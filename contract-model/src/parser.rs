//! Regex-based contract structure parser.
//!
//! Splits raw text into clauses on a line-anchored numbering pattern, builds
//! the nesting tree from dotted-id depth, then derives definitions and cross
//! references from the tree.

use regex::{Regex, RegexBuilder};
use tracing::debug;

use crate::document::{
    ClauseNode, CrossReference, DocumentParserConfig, DocumentStructure, ReferenceSource,
};
use crate::errors::{ModelError, ModelResult};
use crate::patterns::{cross_ref_patterns, extract_definitions};

/// Candidate fallback numbering schemes, tried by match count.
const FALLBACK_PATTERNS: &[(&str, &str)] = &[
    (r"^\d+(?:\.\d+)*\s+", "generic_numbered"),
    (r"^第[一二三四五六七八九十百零]+条", "chinese_numbered"),
    (r"^第\s*\d+\s*条", "chinese_arabic_numbered"),
    (r"^(?:Article|ARTICLE)\s+\d+", "article_numbered"),
    (r"^(?:Section|SECTION)\s+\d+", "section_numbered"),
];

const MIN_FALLBACK_MATCHES: usize = 3;

/// Parses contract text into a [`DocumentStructure`].
pub struct StructureParser {
    config: DocumentParserConfig,
    clause_re: Regex,
}

impl StructureParser {
    /// Builds a parser for the given config. Fails when the clause pattern
    /// does not compile.
    pub fn new(config: DocumentParserConfig) -> ModelResult<Self> {
        let clause_re = compile_multiline(&config.clause_pattern)?;
        Ok(Self { config, clause_re })
    }

    /// Parser with the generic-numbered default config.
    pub fn generic() -> Self {
        Self::new(DocumentParserConfig::default()).expect("default clause pattern compiles")
    }

    /// Picks the fallback pattern with the highest match count for `text`,
    /// defaulting to generic numbering when nothing reaches the minimum.
    pub fn detect(text: &str) -> Self {
        let mut best = FALLBACK_PATTERNS[0];
        let mut best_count = count_matches(best.0, text);
        for candidate in &FALLBACK_PATTERNS[1..] {
            let count = count_matches(candidate.0, text);
            if count > best_count {
                best_count = count;
                best = *candidate;
            }
        }
        if best_count < MIN_FALLBACK_MATCHES {
            return Self::generic();
        }
        let config = DocumentParserConfig {
            clause_pattern: best.0.to_string(),
            structure_type: best.1.to_string(),
            ..Default::default()
        };
        debug!(
            structure_type = best.1,
            matches = best_count,
            "detected clause numbering scheme"
        );
        Self::new(config).expect("fallback patterns compile")
    }

    pub fn config(&self) -> &DocumentParserConfig {
        &self.config
    }

    /// Parses `text` into a clause tree with definitions and cross
    /// references.
    pub fn parse(&self, text: &str, document_id: &str) -> DocumentStructure {
        let raw = self.split_clauses(text);
        let clauses = self.build_tree(raw);
        let total = count_nodes(&clauses);

        let mut structure = DocumentStructure {
            document_id: document_id.to_string(),
            structure_type: self.config.structure_type.clone(),
            total_clauses: total,
            clauses,
            ..Default::default()
        };

        if let Some(section_id) = &self.config.definitions_section_id {
            if let Some(section_text) = structure.clause_context(section_id) {
                for entry in extract_definitions(&section_text) {
                    structure
                        .definitions
                        .entry(entry.term.clone())
                        .or_insert_with(|| entry.definition.clone());
                    structure.definitions_v2.push(entry);
                }
            }
        }

        structure.cross_references = extract_cross_references(&structure);
        debug!(
            document_id,
            total_clauses = total,
            definitions = structure.definitions.len(),
            cross_references = structure.cross_references.len(),
            "document parsed"
        );
        structure
    }

    /// Splits text into `(clause_id, clause_text, start_offset)` triples at
    /// every heading match. Text before the first heading is dropped; a
    /// document with no headings becomes a single clause `0`.
    fn split_clauses<'t>(&self, text: &'t str) -> Vec<(String, &'t str, usize)> {
        let matches: Vec<_> = self.clause_re.find_iter(text).collect();
        if matches.is_empty() {
            return vec![("0".to_string(), text, 0)];
        }

        let mut out = Vec::with_capacity(matches.len());
        for (i, m) in matches.iter().enumerate() {
            let clause_id = m.as_str().trim().trim_end_matches('.').to_string();
            let start = m.start();
            let end = matches
                .get(i + 1)
                .map(|next| next.start())
                .unwrap_or(text.len());
            out.push((clause_id, text[start..end].trim(), start));
        }
        out
    }

    fn build_tree(&self, raw: Vec<(String, &str, usize)>) -> Vec<ClauseNode> {
        let mut roots: Vec<ClauseNode> = Vec::new();
        // (level, index-path into the forest) for the current ancestor chain.
        let mut stack: Vec<(usize, usize)> = Vec::new();

        for (clause_id, clause_text, start) in raw {
            let level = dotted_level(&clause_id).min(self.config.max_depth.saturating_sub(1));
            let node = ClauseNode {
                title: extract_title(clause_text, &clause_id),
                level,
                text: clause_text.to_string(),
                start_offset: start,
                end_offset: start + clause_text.len(),
                clause_id,
                children: Vec::new(),
            };

            while stack.last().is_some_and(|(l, _)| *l >= level) {
                stack.pop();
            }

            if stack.is_empty() {
                roots.push(node);
                stack.push((level, roots.len() - 1));
            } else {
                let parent = parent_mut(&mut roots, &stack);
                parent.children.push(node);
                let idx = parent.children.len() - 1;
                stack.push((level, idx));
            }
        }
        roots
    }
}

fn parent_mut<'a>(roots: &'a mut Vec<ClauseNode>, stack: &[(usize, usize)]) -> &'a mut ClauseNode {
    let mut iter = stack.iter();
    let (_, first) = iter.next().expect("stack is non-empty");
    let mut node = &mut roots[*first];
    for (_, idx) in iter {
        node = &mut node.children[*idx];
    }
    node
}

fn compile_multiline(pattern: &str) -> ModelResult<Regex> {
    RegexBuilder::new(pattern)
        .multi_line(true)
        .build()
        .map_err(|err| ModelError::InvalidPattern {
            pattern: pattern.to_string(),
            reason: err.to_string(),
        })
}

fn count_matches(pattern: &str, text: &str) -> usize {
    compile_multiline(pattern)
        .map(|re| re.find_iter(text).count())
        .unwrap_or(0)
}

/// Dotted-component depth: `14` → 0, `14.2.1` → 2. Non-dotted ids are depth 0.
fn dotted_level(clause_id: &str) -> usize {
    clause_id.split('.').filter(|p| !p.is_empty()).count().saturating_sub(1)
}

/// First line after the clause id, kept only when it looks like a heading.
fn extract_title(clause_text: &str, clause_id: &str) -> String {
    let stripped = clause_text
        .strip_prefix(clause_id)
        .unwrap_or(clause_text)
        .trim_start_matches(['.', ' ', '\t']);
    let first_line = stripped.lines().next().unwrap_or("").trim();
    if first_line.len() > 100 {
        String::new()
    } else {
        first_line.to_string()
    }
}

fn count_nodes(nodes: &[ClauseNode]) -> usize {
    nodes
        .iter()
        .map(|n| 1 + count_nodes(&n.children))
        .sum()
}

/// Scans every clause for references to other clauses. A reference is valid
/// iff its target id exists in the tree; self references are skipped.
fn extract_cross_references(structure: &DocumentStructure) -> Vec<CrossReference> {
    let all_ids = structure.all_clause_ids();
    let mut refs = Vec::new();

    fn scan(node: &ClauseNode, all_ids: &[String], refs: &mut Vec<CrossReference>) {
        for (pattern, re) in cross_ref_patterns() {
            for caps in re.captures_iter(&node.text) {
                let Some(target) = caps.get(1) else { continue };
                let target_id = target.as_str().to_string();
                if target_id == node.clause_id {
                    continue;
                }
                refs.push(CrossReference {
                    source_clause_id: node.clause_id.clone(),
                    is_valid: all_ids.iter().any(|id| *id == target_id),
                    target_clause_id: target_id,
                    reference_text: caps.get(0).map(|m| m.as_str()).unwrap_or("").to_string(),
                    reference_type: pattern.reference_type.to_string(),
                    source: ReferenceSource::Regex,
                    confidence: 1.0,
                });
            }
        }
        for child in &node.children {
            scan(child, all_ids, refs);
        }
    }

    for node in &structure.clauses {
        scan(node, &all_ids, &mut refs);
    }
    refs
}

=== Work instruction ===
Search the entries for "stripped" and copy each matching line.

=== Exercise output ===
    let stripped = clause_text
    let first_line = stripped.lines().next().unwrap_or("").trim();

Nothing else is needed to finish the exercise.